## The task:
What is needed is an exact copy of every entry.

## Given records:
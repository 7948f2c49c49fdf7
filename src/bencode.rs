//! Bencode encoding and decoding ([BEP-3]).
//!
//! Bencode is the serialization format shared by DHT messages (KRPC) and HTTP
//! tracker responses.
//!
//! | Type | Format | Example |
//! |------|--------|---------|
//! | Integer | `i<number>e` | `i42e` → 42 |
//! | Byte String | `<length>:<data>` | `4:spam` → "spam" |
//! | List | `l<items>e` | `l4:spami42ee` → ["spam", 42] |
//! | Dictionary | `d<key><value>...e` | `d3:foo3:bare` → {"foo": "bar"} |
//!
//! # Examples
//!
//! ```
//! use swarmseed::bencode::{decode, encode, Value};
//!
//! let value = decode(b"d3:foo3:bare").unwrap().unwrap();
//! assert_eq!(value.get(b"foo").and_then(|v| v.as_str()), Some("bar"));
//! assert_eq!(encode(&value), b"d3:foo3:bare");
//!
//! // Empty input is "no value", not an error.
//! assert_eq!(decode(b"").unwrap(), None);
//! ```
//!
//! Dictionaries are stored in a [`BTreeMap`](std::collections::BTreeMap), so
//! re-encoding the same logical map always produces the same bytes.
//!
//! # Errors
//!
//! Every [`BencodeError`] carries the byte offset at which decoding failed.
//! The decoder is used on untrusted network input and never panics.
//!
//! [BEP-3]: http://bittorrent.org/beps/bep_0003.html

mod decode;
mod encode;
mod error;
mod value;

pub use decode::decode;
pub use encode::encode;
pub use error::BencodeError;
pub use value::{DictBuilder, Value};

## Solved problem:
repository 7948f2c49c49fdf7
filename src/bencode.rs
//! Bencode encoding and decoding ([BEP-3]).
//!
//! Bencode is the serialization format shared by DHT messages (KRPC) and HTTP
//! tracker responses.
//!
//! | Type | Format | Example |
//! |------|--------|---------|
//! | Integer | `i<number>e` | `i42e` → 42 |
//! | Byte String | `<length>:<data>` | `4:spam` → "spam" |
//! | List | `l<items>e` | `l4:spami42ee` → ["spam", 42] |
//! | Dictionary | `d<key><value>...e` | `d3:foo3:bare` → {"foo": "bar"} |
//!
//! # Examples
//!
//! ```
//! use swarmseed::bencode::{decode, encode, Value};
//!
//! let value = decode(b"d3:foo3:bare").unwrap().unwrap();
//! assert_eq!(value.get(b"foo").and_then(|v| v.as_str()), Some("bar"));
//! assert_eq!(encode(&value), b"d3:foo3:bare");
//!
//! // Empty input is "no value", not an error.
//! assert_eq!(decode(b"").unwrap(), None);
//! ```
//!
//! Dictionaries are stored in a [`BTreeMap`](std::collections::BTreeMap), so
//! re-encoding the same logical map always produces the same bytes.
//!
//! # Errors
//!
//! Every [`BencodeError`] carries the byte offset at which decoding failed.
//! The decoder is used on untrusted network input and never panics.
//!
//! [BEP-3]: http://bittorrent.org/beps/bep_0003.html

mod decode;
mod encode;
mod error;
mod value;

pub use decode::decode;
pub use encode::encode;
pub use error::BencodeError;
pub use value::{DictBuilder, Value};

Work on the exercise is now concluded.